Nothing values in constraints

How to handle variables that have “null” value, in constraint expressions. For example in Excel when we have an expression a*b + c, and b = empty, then Excel will just return c. How can we handle such expressions in constraints for optimization.

Another example is MAX(a,b,c) abd b is empty then it should return MAX(a,c)?

Looking forward to your advice.

The best way to do this is case-by-case. Why is it best? Well, consider the two examples you gave. In the first example, a * b + c, an empty b should act like zero. Whereas in your second case, max(a, b, c), an empty b should NOT act like zero. So you want different behaviours.
The reality is that the “expected behaviour” in these cases is completely idiosyncratic, and if you gather ten people and ask them, you’ll get 11 opinions. For example, I would argue that in the a * b + c case, an empty b should act like one (the multiplicative identity), not zero. But arguing this is pointless, because different defaults makes sense in different situations.

Concretely, to handle it, you have two options:

  1. Encode the potential ‘emptiness’ into the type system. So, you could have b::Union{Float32, Nothing}, and then handle the nothing case explicitly, like this:
y = isnothing(b) ? c : a * b + c

This solution is less bug-prone and can be analyzed with static analysers. Though it can be a bit verbose.

  1. Pick a sentinel value of the same type as b, and check it. For example, you could pick typemin(typeof(b)) if b isa Integer, or NaN32 if b isa Float32. Then you would do:
y = isnan(b) ? c : a * b + c

This is usually more computationally efficient, because b now has a single concrete type, which enables more memory optimisations. However, this approach has a greater risk of bugs, because there is nothing in the type system that keeps you from forgetting that b may be empty.

Edit: Julia does have a built-in type for this, namely missing. But I strongly dislike it, and think missing is a huge misfeature. The problem is - you guessed it - that the behaviour of missing is usually inappropriate in a given situation, because the umbrella concept of ‘missing data’ is really 100 subtly different things that need to be handled differently, and assigning it the same type with the same default behaviour doesn’t make sense, and only serves to misguide the user. Furthermore, missing is particularly poorly designed for two reasons:

  1. It propagates across functions, meaning it causes bugs to appear far from where they originated.

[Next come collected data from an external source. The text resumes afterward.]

//! RFB / VeNCrypt handshake steps.
//!
//! These functions drive the byte-level exchange between the proxy, the
//! browser-side client, and the VNC backend.  They are generic over Tokio's
//! `AsyncRead + AsyncWrite`, so the same code runs against a real
//! `TcpStream`, the WebSocket byte adapter, or an in-memory `duplex` pipe in
//! tests.  Socket handling (dialing, TLS) lives in the infrastructure layer.
//!
//! # Flow (for beginners)
//!
//! ```text
//!  backend                proxy                      client
//!     │ ── banner ──────────▶ │                          │   step 1
//!     │ ◀─ banner (echo) ──── │ ── banner ─────────────▶ │   step 2
//!     │                       │ ◀──────────── banner ─── │   step 3
//!     │ ── count, types ────▶ │                          │   step 4
//!     │                       │ ── [1, None] ──────────▶ │   step 5
//!     │                       │ ◀──────────── None ───── │
//!     │ ◀─ reply ──────────── │                          │   step 6
//!     │                       │  first type == 19?       │   step 7
//!     │ ── 0.2 ─────────────▶ │                          │   step 8
//!     │ ◀─ 0.2 ────────────── │                          │
//!     │ ── ack (0 = ok) ────▶ │                          │
//!     │ ── n, sub-types ────▶ │                          │   step 9
//!     │ ◀─ 260 ────────────── │                          │   step 10
//!     │ ── ack (1 = ok) ────▶ │                          │
//! ```
//!
//! The client is told only that security type *None* is available; the
//! proxy authenticates to the backend on its behalf.  Every read and write is
//! wrapped in the per-step timeout so a stalled peer cannot hold the session.

use std::future::Future;
use std::time::Duration;

use rfb_core::protocol::security::{prefers_vencrypt, NONE_ONLY_OFFER, VENCRYPT_VERSION};
use rfb_core::protocol::wire;
use rfb_core::{ProtocolVersion, SecurityType, VeNCryptSubType, BANNER_LEN};
use tokio::io::{AsyncRead, AsyncWrite};
use tracing::{debug, warn};

use crate::application::error::ProxyError;
use crate::domain::SecurityReplyMode;

/// Runs one negotiation step under `limit`, mapping expiry to
/// [`ProxyError::StepTimeout`].
pub async fn with_step_timeout<F, T, E>(
    step: &'static str,
    limit: Duration,
    fut: F,
) -> Result<T, ProxyError>
where
    F: Future<Output = Result<T, E>>,
    E: Into<ProxyError>,
{
    match tokio::time::timeout(limit, fut).await {
        Ok(result) => result.map_err(Into::into),
        Err(_) => Err(ProxyError::StepTimeout {
            step,
            timeout: limit,
        }),
    }
}

/// Reads a 12-byte banner and requires RFB 3.8.
///
/// `peer` names the side the banner came from ("backend" or "client") and is
/// carried in the [`ProxyError::VersionMismatch`] message.
pub async fn read_version_banner<S>(
    stream: &mut S,
    peer: &'static str,
    step_timeout: Duration,
) -> Result<[u8; BANNER_LEN], ProxyError>
where
    S: AsyncRead + Unpin + ?Sized,
{
    let banner: [u8; BANNER_LEN] = with_step_timeout(
        "read version banner",
        step_timeout,
        wire::read_array(stream, "version banner"),
    )
    .await?;

    match ProtocolVersion::parse(&banner) {
        Ok(version) if version == ProtocolVersion::V3_8 => Ok(banner),
        _ => Err(ProxyError::VersionMismatch {
            peer,
            banner: String::from_utf8_lossy(&banner).into_owned(),
        }),
    }
}

/// Reads the security-type count and the type list that follows it.
///
/// A zero count is the backend refusing the connection outright.
async fn read_security_types<S>(
    backend: &mut S,
    step_timeout: Duration,
) -> Result<Vec<u8>, ProxyError>
where
    S: AsyncRead + Unpin + ?Sized,
{
    let count = with_step_timeout(
        "read security-type count",
        step_timeout,
        wire::read_u8(backend, "security-type count"),
    )
    .await?;
    if count == 0 {
        return Err(ProxyError::ProtocolViolation(
            "backend offered zero security types".into(),
        ));
    }

    with_step_timeout(
        "read security types",
        step_timeout,
        wire::read_bytes(backend, usize::from(count), "security types"),
    )
    .await
}

// ── Probe ─────────────────────────────────────────────────────────────────────

/// Inspects a throwaway backend connection and reports whether the backend's
/// preferred security type is VeNCrypt.
///
/// Performs only the banner exchange and reads the offered type list; the
/// caller closes the connection afterwards.
pub async fn probe_security_types<S>(
    backend: &mut S,
    step_timeout: Duration,
) -> Result<bool, ProxyError>
where
    S: AsyncRead + AsyncWrite + Unpin + ?Sized,
{
    let banner = read_version_banner(backend, "backend", step_timeout).await?;
    with_step_timeout(
        "write probe version banner",
        step_timeout,
        wire::write_bytes(backend, &banner, "probe version banner"),
    )
    .await?;

    let offered = read_security_types(backend, step_timeout).await?;
    debug!(?offered, "probe read backend security types");
    Ok(prefers_vencrypt(&offered))
}

// ── Main negotiation ──────────────────────────────────────────────────────────

/// Steps 1–7: relays the version banner, hides the real security list from
/// the client, and confirms the backend leads with VeNCrypt.
///
/// Returns the security types the backend offered.
pub async fn relay_rfb_handshake<B, C>(
    backend: &mut B,
    client: &mut C,
    reply_mode: SecurityReplyMode,
    step_timeout: Duration,
) -> Result<Vec<u8>, ProxyError>
where
    B: AsyncRead + AsyncWrite + Unpin + ?Sized,
    C: AsyncRead + AsyncWrite + Unpin + ?Sized,
{
    // 1–2. Backend banner, echoed to both sides.
    let banner = read_version_banner(backend, "backend", step_timeout).await?;
    with_step_timeout(
        "write backend version banner",
        step_timeout,
        wire::write_bytes(backend, &banner, "backend version banner"),
    )
    .await?;
    with_step_timeout(
        "write client version banner",
        step_timeout,
        wire::write_bytes(client, &banner, "client version banner"),
    )
    .await?;

    // 3.
    read_version_banner(client, "client", step_timeout).await?;

    // 4.
    let offered = read_security_types(backend, step_timeout).await?;
    debug!(?offered, "backend security types");

    // 5. The client only ever sees "None".
    with_step_timeout(
        "write client security offer",
        step_timeout,
        wire::write_bytes(client, &NONE_ONLY_OFFER, "client security offer"),
    )
    .await?;
    let choice = with_step_timeout(
        "read client security choice",
        step_timeout,
        wire::read_u8(client, "client security choice"),
    )
    .await?;
    if choice != SecurityType::NONE {
        return Err(ProxyError::NegotiationRejected(format!(
            "client chose security type {choice}, expected None"
        )));
    }

    // 6.
    match reply_mode {
        SecurityReplyMode::EchoList => {
            with_step_timeout(
                "write security type reply",
                step_timeout,
                wire::write_bytes(backend, &offered, "security type reply"),
            )
            .await?;
        }
        SecurityReplyMode::SingleType => {
            with_step_timeout(
                "write security type reply",
                step_timeout,
                wire::write_u8(backend, SecurityType::VENCRYPT, "security type reply"),
            )
            .await?;
        }
    }

    // 7.
    if !prefers_vencrypt(&offered) {
        warn!(?offered, "backend connection is not VeNCrypt");
        return Err(ProxyError::NegotiationRejected(format!(
            "backend connection is not VeNCrypt (first offered type {})",
            offered[0]
        )));
    }

    Ok(offered)
}

/// Steps 8–10: agrees VeNCrypt 0.2 and selects the X.509-None sub-type.
///
/// On success the backend expects a TLS `ClientHello` next.
pub async fn negotiate_vencrypt<B>(backend: &mut B, step_timeout: Duration) -> Result<(), ProxyError>
where
    B: AsyncRead + AsyncWrite + Unpin + ?Sized,
{
    // 8.
    let [major, minor] = with_step_timeout(
        "read VeNCrypt version",
        step_timeout,
        wire::read_array::<_, 2>(backend, "VeNCrypt version"),
    )
    .await?;
    debug!(major, minor, "backend sent VeNCrypt version");
    if (major, minor) != VENCRYPT_VERSION {
        return Err(ProxyError::NegotiationRejected(format!(
            "only VeNCrypt version 0.2 is supported, but the backend wanted {major}.{minor}"
        )));
    }

    let (want_major, want_minor) = VENCRYPT_VERSION;
    with_step_timeout(
        "write VeNCrypt version reply",
        step_timeout,
        wire::write_bytes(backend, &[want_major, want_minor], "VeNCrypt version reply"),
    )
    .await?;

    let version_ack = with_step_timeout(
        "read VeNCrypt version ack",
        step_timeout,
        wire::read_u8(backend, "VeNCrypt version ack"),
    )
    .await?;
    if version_ack != 0 {
        return Err(ProxyError::NegotiationRejected(
            "backend could not use VeNCrypt version 0.2".into(),
        ));
    }

    // 9.
    let count = with_step_timeout(
        "read VeNCrypt sub-type count",
        step_timeout,
        wire::read_u8(backend, "VeNCrypt sub-type count"),
    )
    .await?;
    let sub_types = with_step_timeout(
        "read VeNCrypt sub-types",
        step_timeout,
        wire::read_u32_list(backend, usize::from(count), "VeNCrypt sub-types"),
    )
    .await?;
    debug!(?sub_types, "backend VeNCrypt sub-types");
    if !sub_types.contains(&VeNCryptSubType::X509_NONE) {
        return Err(ProxyError::NegotiationRejected(
            "backend does not support the X509None VeNCrypt sub-type".into(),
        ));
    }

    // 10.
    with_step_timeout(
        "write VeNCrypt sub-type choice",
        step_timeout,
        wire::write_u32_be(backend, VeNCryptSubType::X509_NONE, "VeNCrypt sub-type choice"),
    )
    .await?;
    let accepted = with_step_timeout(
        "read VeNCrypt sub-type ack",
        step_timeout,
        wire::read_u8(backend, "VeNCrypt sub-type ack"),
    )
    .await?;
    if accepted == 0 {
        return Err(ProxyError::NegotiationRejected(
            "backend did not accept the X509None sub-type".into(),
        ));
    }

    Ok(())
}

// ── Tests ─────────────────────────────────────────────────────────────────────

This is bad for debugging errors.
  2. By design, methods with missing violates the contracts of the function. For example, the documentation of isodd gives its signature as isodd(x::Number)::Bool, and yet we have isodd(missing)::Missing. This causes real life bugs, and also overly defense programming in response.

So don’t use missing.

2 Likes

Thanks for the response. But the issue I have further is , that either of a or b or c can be nothing.. so we will not be able to provide a generic way to handle nulls in expressions? In finance there is a explicit need for handling this kind of expressions so that we can not assume that all empty values are zeros. What would be an ideal solution in this case?

You can easily define your own null types. The issue is that there is no agreement on what nulls should do in different situations. But for your own applications, you can define a null type, and it’s behaviour just like you want it.

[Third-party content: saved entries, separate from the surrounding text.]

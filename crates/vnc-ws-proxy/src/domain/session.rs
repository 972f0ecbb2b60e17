//! Session identity.

use std::fmt;
use std::time::Instant;

use uuid::Uuid;

/// Opaque key identifying one bridged connection.
///
/// The key is the registry's map key and appears as the `session` field in
/// every log line emitted while the connection is alive, which is how log
/// lines from one browser session are correlated.
#[derive(Debug, Clone, Copy, PartialEq, Eq, Hash, PartialOrd, Ord)]
pub struct SessionKey(Uuid);

impl SessionKey {
    /// Generates a fresh random key.
    pub fn new() -> Self {
        Self(Uuid::new_v4())
    }

    /// Returns the underlying UUID.
    pub fn as_uuid(&self) -> Uuid {
        self.0
    }
}

impl Default for SessionKey {
    fn default() -> Self {
        Self::new()
    }
}

impl fmt::Display for SessionKey {
    fn fmt(&self, f: &mut fmt::Formatter<'_>) -> fmt::Result {
        self.0.fmt(f)
    }
}

/// A snapshot of one registered session, returned by registry enumeration.
#[derive(Debug, Clone, PartialEq, Eq)]
pub struct SessionInfo {
    pub key: SessionKey,
    /// Label of the browser-facing endpoint (usually its socket address).
    pub client: String,
    /// Backend address the session was dialed to.
    pub backend: String,
    /// `true` when the backend leg was upgraded to TLS.
    pub backend_tls: bool,
    /// When the session was registered.
    pub registered_at: Instant,
}
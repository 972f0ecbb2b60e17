//! RFB protocol version banner.
//!
//! Both peers open an RFB session by sending exactly 12 ASCII bytes:
//!
//! ```text
//! "RFB 003.008\n"
//!  ^^^^ ^^^ ^^^^
//!  |    |   |  └ line feed
//!  |    |   └ minor version, three zero-padded digits
//!  |    └ major version, three zero-padded digits
//!  └ literal "RFB "
//! ```
//!
//! The proxy only supports 3.8, but the parser accepts any well-formed
//! banner so that callers can report *which* version the peer asked for.

use std::fmt;

use thiserror::Error;

/// Length of an RFB version banner in bytes.
pub const BANNER_LEN: usize = 12;

/// Errors produced while parsing a version banner.
#[derive(Debug, Error, PartialEq, Eq)]
pub enum VersionError {
    /// The banner was not exactly [`BANNER_LEN`] bytes long.
    #[error("version banner must be {BANNER_LEN} bytes, got {0}")]
    WrongLength(usize),

    /// The banner did not match the `"RFB xxx.yyy\n"` layout.
    #[error("malformed version banner {0:?}")]
    Malformed(String),
}

/// A parsed RFB protocol version, e.g. `3.8`.
///
/// # Examples
///
/// ```rust
/// use rfb_core::ProtocolVersion;
///
/// let v = ProtocolVersion::parse(b"RFB 003.008\n").unwrap();
/// assert_eq!(v, ProtocolVersion::V3_8);
/// assert_eq!(&v.to_banner(), b"RFB 003.008\n");
/// ```
#[derive(Debug, Clone, Copy, PartialEq, Eq, PartialOrd, Ord, Hash)]
pub struct ProtocolVersion {
    pub major: u16,
    pub minor: u16,
}

impl ProtocolVersion {
    /// RFB 3.8, the only version the security proxy speaks.
    pub const V3_8: ProtocolVersion = ProtocolVersion { major: 3, minor: 8 };

    /// Creates a version from its numeric parts.
    pub const fn new(major: u16, minor: u16) -> Self {
        Self { major, minor }
    }

    /// Parses a 12-byte version banner.
    ///
    /// # Errors
    ///
    /// Returns [`VersionError::WrongLength`] if `banner` is not 12 bytes, and
    /// [`VersionError::Malformed`] if the prefix, separator, terminator, or
    /// digits do not match the RFB layout.
    pub fn parse(banner: &[u8]) -> Result<Self, VersionError> {
        if banner.len() != BANNER_LEN {
            return Err(VersionError::WrongLength(banner.len()));
        }

        let malformed = || VersionError::Malformed(String::from_utf8_lossy(banner).into_owned());

        if &banner[0..4] != b"RFB " || banner[7] != b'.' || banner[11] != b'\n' {
            return Err(malformed());
        }

        let major = parse_three_digits(&banner[4..7]).ok_or_else(malformed)?;
        let minor = parse_three_digits(&banner[8..11]).ok_or_else(malformed)?;
        Ok(Self { major, minor })
    }

    /// Formats the version as the 12-byte banner sent on the wire.
    ///
    /// Components above 999 cannot be represented and are clamped.
    pub fn to_banner(self) -> [u8; BANNER_LEN] {
        let text = format!("RFB {:03}.{:03}\n", self.major.min(999), self.minor.min(999));
        let mut out = [0u8; BANNER_LEN];
        out.copy_from_slice(text.as_bytes());
        out
    }
}

impl fmt::Display for ProtocolVersion {
    fn fmt(&self, f: &mut fmt::Formatter<'_>) -> fmt::Result {
        write!(f, "{}.{}", self.major, self.minor)
    }
}

fn parse_three_digits(digits: &[u8]) -> Option<u16> {
    digits.iter().try_fold(0u16, |acc, &b| {
        b.is_ascii_digit().then(|| acc * 10 + u16::from(b - b'0'))
    })
}

// ── Tests ─────────────────────────────────────────────────────────────────────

So you could do something like

struct Null end
const null = Null()

# define methods to control how it behaves
Base.:*(::Null, ::Number) = null
Base.:*(::Number, ::Null) = null
Base.:*(::Null, ::Null) = null

Base.:+(::Null, a::Number) = a
[ ... more methods ]

And then have your variables be of type Union{Float32, Null}.

The existing “out of the box” null types are nothing, whose default behavior is to error when used in functions, and missing, whose default behaviour is to return missing when used in functions. This may or may not be the behaviour you are looking for.

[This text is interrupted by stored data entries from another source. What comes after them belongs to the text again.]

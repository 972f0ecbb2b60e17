//! Domain layer for vnc-ws-proxy.
//!
//! The domain layer contains plain data types that have no dependencies on
//! I/O, networking, or external frameworks.  This makes them easy to test in
//! isolation and to share between the application and infrastructure layers.
//!
//! # What belongs in the domain layer?
//!
//! - Configuration structures (listener, backend, TLS material)
//! - Session identity and the session snapshot used for enumeration
//! - The request metadata handed to address resolvers
//!
//! # What does NOT belong here?
//!
//! - Any `tokio`, `TcpStream`, or `WebSocket` types
//! - File I/O or environment variable reading
//! - Anything that could block or fail due to external state

pub mod config;
pub mod request;
pub mod session;

pub use config::{ProxyConfig, ProxySettings, SecurityReplyMode, ServerConfig, TlsMaterial};
pub use request::ConnectionRequest;
pub use session::{SessionInfo, SessionKey};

I will start by saying that this pattern is not one most users often find a need for. Personally, I’m not sure I ever have. There is probably a more ergonomic way to achieve what you’re after than solving it at this particular level. But I’ve provided some (not-entirely-lovely) options below anyway:

In some cases you can do things like maximum(z for z in (a,b,c) if !isnothing(z)) if encoding via nothing. If encoding with missing, you can do either that same pattern or the equivalent maximum(skipmissing((a,b,c))). In other cases you can do things like something(a, 0) * something(b, 0) + something(c, 0) to replace a nothing among the inputs with 0 (coalesce is the equivalent for missing).